I wanted to post this because it's normally a situation that would cause me HUGE, HUGE amounts of anxiety, and somehow I dealt with it really well. Eight days ago, Sunday, Oct 29th I was blessed enough to go to game four of the world series. My dad paid for the tickets for us to go (which were about $1500 per seat) by selling some of the other tickets he had.

So. I ended up sitting by my family, but also next to an LA Dodgers fan. This is one of the seats he sold to pay for ours. Me and my dad and mom and sister and brother in law went, and it was thousands of dollars for those seats, so he had to sell some to pay for ours. I'm guessing he spent close to eight thousand dollars on our seats.

So I'm sitting next to this Dodgers fan, at Minute Maid Park but we actually got along really well. We talked baseball for the whole game. Dodgers won that game (though we won the series haha) but we talked baseball, and it turns out he spends his vacation days going to different ballparks throughout the country. We actually had a lot in common. We talked baseball, non-stop, through the whole game. It was pretty awesome. He's been to almost every MLB park. His favorite is Fenway.

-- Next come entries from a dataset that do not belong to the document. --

//! # Component Catalog
//!
//! The optional components this controller knows how to install, and what
//! each one needs: where its manifests live, which workload signals health,
//! and any extra gates around enablement.

use crate::client::ObjectKey;

/// Custom resource owned by a component's operator
#[derive(Debug, Clone, Copy)]
pub struct OperatorResource {
    pub api_version: &'static str,
    pub kind: &'static str,
    pub name: &'static str,
    /// Condition type that signals success
    pub success_type: &'static str,
    /// Namespace the operator creates and removes on its own
    pub managed_namespace: Option<&'static str>,
}

impl OperatorResource {
    pub fn key(&self) -> ObjectKey {
        ObjectKey::cluster_scoped(self.api_version, self.kind, self.name)
    }
}

/// Resource that must exist before a component is installed
#[derive(Debug, Clone, Copy)]
pub struct Dependency {
    pub api_version: &'static str,
    pub kind: &'static str,
    /// `None` for cluster-scoped resources
    pub namespace: Option<&'static str>,
    pub name: &'static str,
}

impl Dependency {
    pub fn key(&self) -> ObjectKey {
        ObjectKey::new(self.api_version, self.kind, self.namespace, self.name)
    }
}

/// Step run once the primary workload is available
#[derive(Debug, Clone, Copy, PartialEq, Eq)]
pub enum Activation {
    /// Register the console plugin with the cluster console
    ConsolePlugin,
}

#[derive(Debug, Clone, Copy)]
pub struct Component {
    pub name: &'static str,
    /// Manifest directory, relative to the templates root
    pub chart: &'static str,
    /// CRD directory, relative to the templates root
    pub crds: Option<&'static str>,
    /// Deployment whose rollout reports the component's health
    pub deployment: Option<&'static str>,
    /// `ClusterManagementAddOn` registered by the component
    pub addon: Option<&'static str>,
    pub operator: Option<OperatorResource>,
    pub dependency: Option<Dependency>,
    pub activation: Option<Activation>,
    /// Installed only when the cluster console operator is present
    pub requires_console: bool,
    /// Registers the hub as its own managed cluster instead of applying a chart
    pub local_cluster: bool,
    pub default_enabled: bool,
}

impl Component {
    const fn new(name: &'static str, chart: &'static str) -> Self {
        Self {
            name,
            chart,
            crds: None,
            deployment: None,
            addon: None,
            operator: None,
            dependency: None,
            activation: None,
            requires_console: false,
            local_cluster: false,
            default_enabled: true,
        }
    }

    pub fn addon_key(&self) -> Option<ObjectKey> {
        self.addon.map(|name| {
            ObjectKey::cluster_scoped(
                "addon.open-cluster-management.io/v1alpha1",
                "ClusterManagementAddOn",
                name,
            )
        })
    }
}

pub const CLUSTER_MANAGER: &str = "cluster-manager";
pub const SERVER_FOUNDATION: &str = "server-foundation";
pub const CLUSTER_LIFECYCLE: &str = "cluster-lifecycle";
pub const DISCOVERY: &str = "discovery";
pub const HIVE: &str = "hive";
pub const ASSISTED_SERVICE: &str = "assisted-service";
pub const CONSOLE: &str = "console";
pub const MANAGED_SERVICE_ACCOUNT: &str = "managed-serviceaccount";
pub const HYPERSHIFT: &str = "hypershift";
pub const CLUSTER_PROXY_ADDON: &str = "cluster-proxy-addon";
pub const IMAGE_BASED_INSTALL: &str = "image-based-install-operator";
pub const LOCAL_CLUSTER: &str = "local-cluster";

const HUB_NAMESPACE_DEPENDENCY: Dependency = Dependency {
    api_version: "v1",
    kind: "Namespace",
    namespace: None,
    name: crate::constants::HUB_NAMESPACE,
};

/// Every component, in installation order
pub static CATALOG: &[Component] = &[
    Component {
        deployment: Some("cluster-manager"),
        operator: Some(OperatorResource {
            api_version: "operator.open-cluster-management.io/v1",
            kind: "ClusterManager",
            name: "cluster-manager",
            success_type: "Applied",
            managed_namespace: Some(crate::constants::HUB_NAMESPACE),
        }),
        ..Component::new(CLUSTER_MANAGER, "charts/toggle/cluster-manager")
    },
    Component {
        deployment: Some("ocm-controller"),
        ..Component::new(SERVER_FOUNDATION, "charts/toggle/server-foundation")
    },
    Component {
        deployment: Some("cluster-curator-controller"),
        ..Component::new(CLUSTER_LIFECYCLE, "charts/toggle/cluster-lifecycle")
    },
    Component {
        deployment: Some("discovery-operator"),
        crds: Some("crds/discovery"),
        ..Component::new(DISCOVERY, "charts/toggle/discovery")
    },
    Component {
        deployment: Some("hive-operator"),
        crds: Some("crds/hive"),
        ..Component::new(HIVE, "charts/toggle/hive")
    },
    Component {
        deployment: Some("infrastructure-operator"),
        ..Component::new(ASSISTED_SERVICE, "charts/toggle/assisted-service")
    },
    Component {
        deployment: Some("console-mce-console"),
        activation: Some(Activation::ConsolePlugin),
        requires_console: true,
        ..Component::new(CONSOLE, "charts/toggle/console")
    },
    Component {
        addon: Some("managed-serviceaccount"),
        crds: Some("crds/managed-serviceaccount"),
        ..Component::new(MANAGED_SERVICE_ACCOUNT, "charts/toggle/managed-serviceaccount")
    },
    Component {
        deployment: Some("hypershift-addon-manager"),
        addon: Some("hypershift-addon"),
        ..Component::new(HYPERSHIFT, "charts/toggle/hypershift")
    },
    Component {
        deployment: Some("cluster-proxy-addon-manager"),
        addon: Some("cluster-proxy"),
        dependency: Some(HUB_NAMESPACE_DEPENDENCY),
        ..Component::new(CLUSTER_PROXY_ADDON, "charts/toggle/cluster-proxy-addon")
    },
    Component {
        deployment: Some("image-based-install-operator"),
        default_enabled: false,
        ..Component::new(IMAGE_BASED_INSTALL, "charts/toggle/image-based-install-operator")
    },
    // Needs the ManagedCluster CRD from cluster-manager, so it comes last
    Component {
        local_cluster: true,
        ..Component::new(LOCAL_CLUSTER, "")
    },
];

pub fn find(name: &str) -> Option<&'static Component> {
    CATALOG.iter().find(|c| c.name == name)
}

pub fn is_known(name: &str) -> bool {
    find(name).is_some()
}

It's what could have been a very, very awkward situation, but it turned out to be really awesome. I was somehow unbelievably calm and relaxed, high-fived and talked to the woman sitting to his right, 2 seats away from me. We have season tickets in a spot where a lot of people gather behind us....professional photographers, other fans....and there were two girls behind me and this Dodgers fan that were flirting with us, and I flirted back. It was one of those cases where my anxiety was under control, and I really felt like myself lol. It was just pure awesomeness.

----------


## Otherside

Code finally worked. Spent the last few days trying to get the stupid vectors to function as they should.

----------


## InvisibleGuy

I am blessed.

I am truly, really blessed.

----------


## InvisibleGuy

I am with the truly blessed. I am with Him who can skeepith directly to himeth. FFseth.

----------


## Ironman

> Code finally worked. Spent the last few days trying to get the stupid vectors to function as they should.



Graphics vectors?   ::): 

Today is the first day of an official DECREASE of Paxil for the first time in three years.

----------


## Chantellabella

My new grandson arrived today! He joins my other two grandsons and my granddaughter.  ::): 

 :sparkles:

----------


## Otherside

> My new grandson arrived today! He joins my other two grandsons and my granddaughter.



Congratulations. Best wishes to you all.

----------


## InvisibleGuy

Wow congratulations Chantellabella  ::):

----------


## InvisibleGuy

Something good that happened today...My Christmas shopping went amazingly well. I'm almost done. I tried to stay positive, and did. I wished every cashier a merry Christmas, and got the same back. Everyone was in a surprisingly really good mood, for the most part.

I got my kids what they wanted, I think I knocked it out of the park. I didn't go over budget. Honestly I'm not sure how many hundreds of $ I spent this morning but if I did it right, which I think I did, I did really well. I found some gifts that they won't be expecting, that wasn't exactly on their wish lists but that I think they will love.

The lines were insane today, just fuqing crazy. But I dealt with the crowds pretty well.

I need to pick up gift cards for my sister and her family but then I'm done.

----------


## InvisibleGuy

I started my new sales position today. My boss and I went out to lunch, and I was at his house (he works from home sometimes) going over my new routes.

I'm excited. I know how to do this. Pay is the same, actually a little more than I was making.

The best news is.....I thought I got kicked off the old team I was on. Nope. The whole damn team was dissolved. Everyone got reassigned. So. It's nothing I did, and it had nothing to do with my job performance or my numbers. My new boss actually said he heard I did really well. Our client is just choosing to spend money elsewhere this year, and it happens all the time.

----------


## InvisibleGuy

I talked to my dad just now and my mom is still in the hospital but is doing a looooot better.

She was delusional over the last week or so. Hallucinating. Having conversations with people that weren't there. Being really hostile at times for no reason. Telling nurses and doctors that people that weren't there were trying to kill her. Ripping out her IV. Refusing to eat.

They put her on an anti-psychotic. They were actually thinking about taking her to a geriatric psych hospital. It was....about to happen.

And last night and today she turned the corner. She's a lot better. No more auditory or visual hallucinations. She's cognizant. She's holding conversations and making sense again.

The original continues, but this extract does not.